La organización agraria ASAJA de Castilla y León ha manifestado su expectativa de que el Gobierno, en el Consejo de Ministros extraordinario que se celebrará mañana viernes, apruebe medidas que compensen las pérdidas diarias que enfrenta el sector primario de la agricultura y la ganadería debido al aumento del precio del gasóleo y los fertilizantes, consecuencia de la guerra en el Golfo. En un contexto de máxima intensidad en las tareas agrícolas, la gravedad del problema ha llevado al campo de Castilla y León a manifestarse en Valladolid y Santovenia de Pisuerga en días consecutivos, exigiendo medidas urgentes. El Gobierno ha solicitado la opinión del sector, pero aún no ha revelado ni el importe ni el procedimiento para implementar dichas medidas.

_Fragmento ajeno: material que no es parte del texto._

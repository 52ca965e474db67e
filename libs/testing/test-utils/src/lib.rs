//! Shared test utilities for broker crates
//!
//! - `TestRedis`: Redis container with automatic cleanup (feature: "redis")
//! - `TestDataBuilder`: Deterministic test data generation (always available)
//! - `assertions`: Custom assertion helpers (always available)
//!
//! # Usage
//!
//! Add `features = ["redis"]` to your dev-dependencies:
//!
//! ```toml
//! [dev-dependencies]
//! test-utils = { workspace = true, features = ["redis"] }
//! ```
//!
//! Then in your tests:
//!
//! ```rust,ignore
//! use test_utils::TestRedis;
//! use redis::AsyncCommands;
//!
//! #[tokio::test]
//! async fn my_redis_test() {
//!     let redis = TestRedis::new().await;
//!     let mut conn = redis.connection();
//!
//!     conn.set::<_, _, ()>("key", "value").await.unwrap();
//!     let value: String = conn.get("key").await.unwrap();
//!     assert_eq!(value, "value");
//! }
//! ```

use uuid::Uuid;

#[cfg(feature = "redis")]
mod redis;

#[cfg(feature = "redis")]
pub use redis::TestRedis;

/// Builder for test data with deterministic randomization
///
/// This ensures tests are reproducible by using seeded random data.
pub struct TestDataBuilder {
    seed: u64,
}

impl TestDataBuilder {
    /// Create a new builder with a seed (for deterministic tests)
    pub fn new(seed: u64) -> Self {
        Self { seed }
    }

    /// Create from test name (generates seed from test name hash)
    ///
    /// This is the recommended way to create a builder for consistent test data.
    ///
    /// # Example
    ///
    /// ```
    /// use test_utils::TestDataBuilder;
    ///
    /// let builder = TestDataBuilder::from_test_name("test_create_resource");
    /// ```
    pub fn from_test_name(name: &str) -> Self {
        use std::collections::hash_map::DefaultHasher;
        use std::hash::{Hash, Hasher};

        let mut hasher = DefaultHasher::new();
        name.hash(&mut hasher);
        Self::new(hasher.finish())
    }

    /// Generate a unique user ID for testing
    pub fn user_id(&self) -> Uuid {
        // Use seed to generate deterministic UUID
        let bytes = self.seed.to_le_bytes();
        let mut uuid_bytes = [0u8; 16];
        uuid_bytes[..8].copy_from_slice(&bytes);
        uuid_bytes[8..16].copy_from_slice(&bytes);
        Uuid::from_bytes(uuid_bytes)
    }

    /// Generate a unique name for testing
    ///
    /// # Arguments
    ///
    /// * `prefix` - The type of resource (e.g., "project", "cloud-resource")
    /// * `suffix` - A unique identifier within the test (e.g., "main", "backup")
    ///
    /// # Example
    ///
    /// ```
    /// use test_utils::TestDataBuilder;
    ///
    /// let builder = TestDataBuilder::from_test_name("my_test");
    /// let name = builder.name("project", "main");
    /// // Returns: "test-project-12345-main"
    /// ```
    pub fn name(&self, prefix: &str, suffix: &str) -> String {
        format!("test-{}-{}-{}", prefix, self.seed, suffix)
    }
}

/// Test assertion helpers
pub mod assertions {
    use uuid::Uuid;

    /// Assert that two UUIDs are equal with a nice error message
    pub fn assert_uuid_eq(actual: Uuid, expected: Uuid, context: &str) {
        assert_eq!(
            actual, expected,
            "{}: expected UUID {}, got {}",
            context, expected, actual
        );
    }

    /// Assert that an optional value is Some
    pub fn assert_some<T>(value: Option<T>, context: &str) -> T {
        value.unwrap_or_else(|| panic!("{}: expected Some, got None", context))
    }
}

#[cfg(test)]
mod tests {
    use super::*;

    #[test]
    fn test_data_builder_deterministic() {
        let builder1 = TestDataBuilder::new(42);
        let builder2 = TestDataBuilder::new(42);

        assert_eq!(builder1.user_id(), builder2.user_id());
        assert_eq!(
            builder1.name("project", "test"),
            builder2.name("project", "test")
        );
    }

    #[test]
    fn test_data_builder_from_name() {
        let builder1 = TestDataBuilder::from_test_name("my_test");
        let builder2 = TestDataBuilder::from_test_name("my_test");

        assert_eq!(builder1.user_id(), builder2.user_id());
    }

    #[test]
    fn test_data_builder_different_names() {
        let builder1 = TestDataBuilder::from_test_name("test1");
        let builder2 = TestDataBuilder::from_test_name("test2");

        // Different test names should generate different data
        assert_ne!(builder1.user_id(), builder2.user_id());
    }
}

ASAJA insiste en que las medidas deben ser proporcionales a la gravedad del problema y revisables en el tiempo si el conflicto persiste, además de ser de aplicación inmediata. La organización también exige al Gobierno que garantice los apoyos parlamentarios necesarios para evitar complicaciones al validar el Real Decreto Ley en el Congreso de los Diputados. En este sentido, ASAJA pide responsabilidad y visión a largo plazo a las distintas fuerzas parlamentarias, ya que cada día de retraso representa pérdidas millonarias para el sector agrario.
En las recientes protestas, ASAJA, junto a otras organizaciones agrarias, ha solicitado el cese de las hostilidades bélicas, la normalización del mercado internacional de materias primas, la garantía del suministro de gasóleo agrícola y fertilizantes, y la prevención de la especulación por parte de grandes compañías energéticas y de fertilizantes. Además, se ha pedido la implementación de un paquete de ayudas fiscales, incluyendo la eliminación de todos los impuestos y aranceles a los carburantes y fertilizantes.
La situación actual refleja la urgencia de adoptar medidas que protejan al sector agrario, vital para la economía regional y nacional. La expectativa está puesta en las decisiones que se tomen en el próximo Consejo de Ministros, que podrían marcar un punto de inflexión en la gestión de esta crisis.